Permission is an action on a resource. Portal-level permissions can be assigned to the portal (users, user groups, communities, and organizations) using roles. Group-level permissions can be assigned to groups such as organization and communities. Page-level permissions can be assigned to page layouts. Model permissions can be assigned to model resource such as blog entries, web, and content. Portlet permissions can be assigned to portlets such as View
and Configuration
.
A role is a collection of permissions. Roles can be assigned to a user, user group, site, location, or organization. If a role is assigned to a user group, site, organization, or location, then all the users who are members of that entity receive the permissions of that role.
User
A user is an individual who performs tasks using the portal. Depending on what permissions have been assigned, the user either has the permission or doesn't have the permission to perform certain tasks.
Additionally, a registered user who has the permission can have public pages and private pages. More interestingly, a user's private pages and public pages have the ability to use page templates which can be used to customize a set of pages. The pages — private/public — are configurable in properties. You can turn on or turn off access to these pages. Also, only a power user can use a private/public page. A guest is also a user.
Group
A group is implemented as an organization, user, and user group. A user is a group with only one member, that is, the user itself. An organization could be a regular organization and location.
Organizations represent the enterprise-department-location hierarchy. Organizations can contain other organizations as sub-organizations. Moreover, an organization acting as a child of a top-level organization can also represent departments of a parent corporation.
A location is a special organization, having only one parent organization associated and having no child organization associated. Organizations can have any number of locations and sub organizations. Both roles and users can be assigned to organizations (locations or sub organizations). By default, locations and sub organizations inherit permissions from their parent organization using roles.
A community (renamed as site) is a special organization with a flat structure. It may hold a number of users who share common interests. Thus we can say a site is a collection of users who have a common interest. Both roles and users can be assigned to a site.

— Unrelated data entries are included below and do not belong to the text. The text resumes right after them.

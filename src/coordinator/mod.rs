// Copyright (c) 2025-2026 Adrian Robinson. Licensed under the AGPL-3.0.
// See LICENSE file in the project root for full license text.

//! Allowlist sync engine coordinator.
//!
//! The [`SyncEngine`] ties together:
//! - the shared [`AllowlistCache`] answering `allow` queries
//! - the [`RegistryClient`] that is the source of truth
//! - the [`AllowlistStore`] used to warm the cache on restart
//! - one background worker running a sync cycle per tick
//!
//! # Lifecycle
//!
//! ```text
//! Stopped → Starting → Running → Stopping → Stopped
//! ```
//!
//! # Example
//!
//! ```rust,no_run
//! use std::sync::Arc;
//! use allowlist_sync::{
//!     Address, AllowlistCache, AllowlistConfig, EngineState, InMemoryRegistry,
//!     MemoryAllowlistStore, SyncEngine,
//! };
//!
//! # #[tokio::main]
//! # async fn main() {
//! let registry_address = Address::from_low_u64(0x1234);
//! let config = AllowlistConfig {
//!     registry_address,
//!     update_interval_secs: 60,
//!     update_timeout_secs: 30,
//!     ..Default::default()
//! };
//! let cache = Arc::new(AllowlistCache::new());
//! let engine = SyncEngine::new(
//!     config,
//!     Arc::new(InMemoryRegistry::new("AllowList v1.1.0")),
//!     Arc::new(MemoryAllowlistStore::new(registry_address)),
//!     cache.clone(),
//! )
//! .expect("valid config");
//!
//! assert_eq!(engine.state(), EngineState::Stopped);
//! engine.start().await.expect("start");
//! let _permitted = cache.allow(&Address::from_low_u64(0xAA));
//! engine.stop().await.expect("stop");
//! # }
//! ```

mod types;
mod api;
mod lifecycle;

pub use types::{EngineError, EngineState, LifecycleEvent};

use std::sync::Arc;

use parking_lot::Mutex;
use tokio::sync::watch;
use tokio::task::JoinHandle;
use tokio_util::sync::CancellationToken;
use tracing::{debug, warn};

use crate::cache::AllowlistCache;
use crate::config::{AllowlistConfig, ConfigError};
use crate::fetcher::BatchFetcher;
use crate::registry::RegistryClient;
use crate::storage::traits::AllowlistStore;

/// Everything one sync cycle needs. Shared with the worker task.
pub(crate) struct SyncContext {
    pub(crate) config: AllowlistConfig,
    pub(crate) client: Arc<dyn RegistryClient>,
    pub(crate) store: Arc<dyn AllowlistStore>,
    pub(crate) cache: Arc<AllowlistCache>,
    /// Held for a whole cycle so explicit and periodic syncs never interleave
    pub(crate) cycle_lock: tokio::sync::Mutex<()>,
}

impl SyncContext {
    pub(crate) fn fetcher(&self) -> BatchFetcher {
        BatchFetcher::new(self.config.onchain_batch_size, self.config.fetch_delay())
    }
}

/// Handle to the running background worker.
struct Worker {
    stop: CancellationToken,
    handle: JoinHandle<()>,
}

/// Keeps an [`AllowlistCache`] in sync with a remote registry.
///
/// # Thread Safety
///
/// The engine is `Send + Sync`; `start`/`stop` take `&self` and are guarded
/// by the lifecycle state machine, so it can be shared behind an `Arc`.
pub struct SyncEngine {
    ctx: Arc<SyncContext>,

    /// Engine state (broadcast to watchers)
    state: watch::Sender<EngineState>,

    /// Engine state receiver (for internal use)
    state_rx: watch::Receiver<EngineState>,

    worker: Mutex<Option<Worker>>,
}

impl SyncEngine {
    /// Create a stopped engine. Fails if `config` is invalid or the store is
    /// scoped to a different registry.
    pub fn new(
        config: AllowlistConfig,
        client: Arc<dyn RegistryClient>,
        store: Arc<dyn AllowlistStore>,
        cache: Arc<AllowlistCache>,
    ) -> Result<Self, ConfigError> {
        config.validate()?;
        if store.registry() != config.registry_address {
            return Err(ConfigError::StoreScopeMismatch {
                store: store.registry(),
                registry: config.registry_address,
            });
        }

        let (state_tx, state_rx) = watch::channel(EngineState::Stopped);

        Ok(Self {
            ctx: Arc::new(SyncContext {
                config,
                client,
                store,
                cache,
                cycle_lock: tokio::sync::Mutex::new(()),
            }),
            state: state_tx,
            state_rx,
            worker: Mutex::new(None),
        })
    }

    #[must_use]
    pub fn state(&self) -> EngineState {
        *self.state_rx.borrow()
    }

    /// Subscribe to lifecycle changes.
    #[must_use]
    pub fn state_receiver(&self) -> watch::Receiver<EngineState> {
        self.state_rx.clone()
    }

    #[must_use]
    pub fn is_running(&self) -> bool {
        self.state() == EngineState::Running
    }

    #[must_use]
    pub fn config(&self) -> &AllowlistConfig {
        &self.ctx.config
    }

    #[must_use]
    pub fn cache(&self) -> &Arc<AllowlistCache> {
        &self.ctx.cache
    }

    /// Apply `event` atomically. Returns whether the state changed.
    fn transition(&self, event: LifecycleEvent) -> Result<bool, EngineError> {
        let mut outcome = Ok(false);
        self.state.send_if_modified(|state| match state.next(event) {
            Ok(Some(next)) => {
                debug!(from = %state, to = %next, %event, "Engine state transition");
                *state = next;
                outcome = Ok(true);
                true
            }
            Ok(None) => false,
            Err(e) => {
                outcome = Err(e);
                false
            }
        });
        outcome
    }

    /// Force `Stopped`, bypassing the state machine. Used only to recover
    /// from a start or stop future dropped mid-transition.
    fn reset_to_stopped(&self) {
        if let Some(worker) = self.worker.lock().take() {
            worker.stop.cancel();
        }
        self.state.send_if_modified(|state| {
            if *state == EngineState::Stopped {
                return false;
            }
            warn!(from = %state, "Lifecycle transition abandoned, engine reset to Stopped");
            *state = EngineState::Stopped;
            true
        });
    }
}

/// Armed for the duration of `start`/`stop`. If the future is dropped before
/// [`complete`](Self::complete), the engine falls back to `Stopped` instead
/// of staying in `Starting`/`Stopping`.
pub(crate) struct TransitionGuard<'a> {
    engine: &'a SyncEngine,
    armed: bool,
}

impl<'a> TransitionGuard<'a> {
    pub(crate) fn new(engine: &'a SyncEngine) -> Self {
        Self { engine, armed: true }
    }

    pub(crate) fn complete(mut self) {
        self.armed = false;
    }
}

impl Drop for TransitionGuard<'_> {
    fn drop(&mut self) {
        if self.armed {
            self.engine.reset_to_stopped();
        }
    }
}

impl Drop for SyncEngine {
    fn drop(&mut self) {
        // Worker left running by a missing stop()
        if let Some(worker) = self.worker.get_mut().take() {
            worker.stop.cancel();
        }
    }
}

A user group is a special group with no context, which may hold a number of users. In other words, users can be gathered into user groups. Users can be assigned to user groups, and permissions can be assigned to user groups using roles. Therefore, every user that belongs to that user group will receive those role-based permissions.
A team is a group of users under a community or an organization. A community or organization can group a set of users and create a team. The notion of a team is somewhat similar to a role, but a role is a portal-wide entry, while a team is restricted to a particular site or organization. Therefore, you can manage the permissions of a team like a role. That is, a team is like a site or organization role, but specific to a certain site or organization. A team is different from a User Group too. A user group has the scope of a portal, while a team is always exclusive to a site or organization.
In addition, each group can have public pages and private pages. Thus users in a user group can share private and public pages. More interestingly, a group's private and public pages do have the ability to apply page templates or site templates in order to customize a set of pages in a fast way.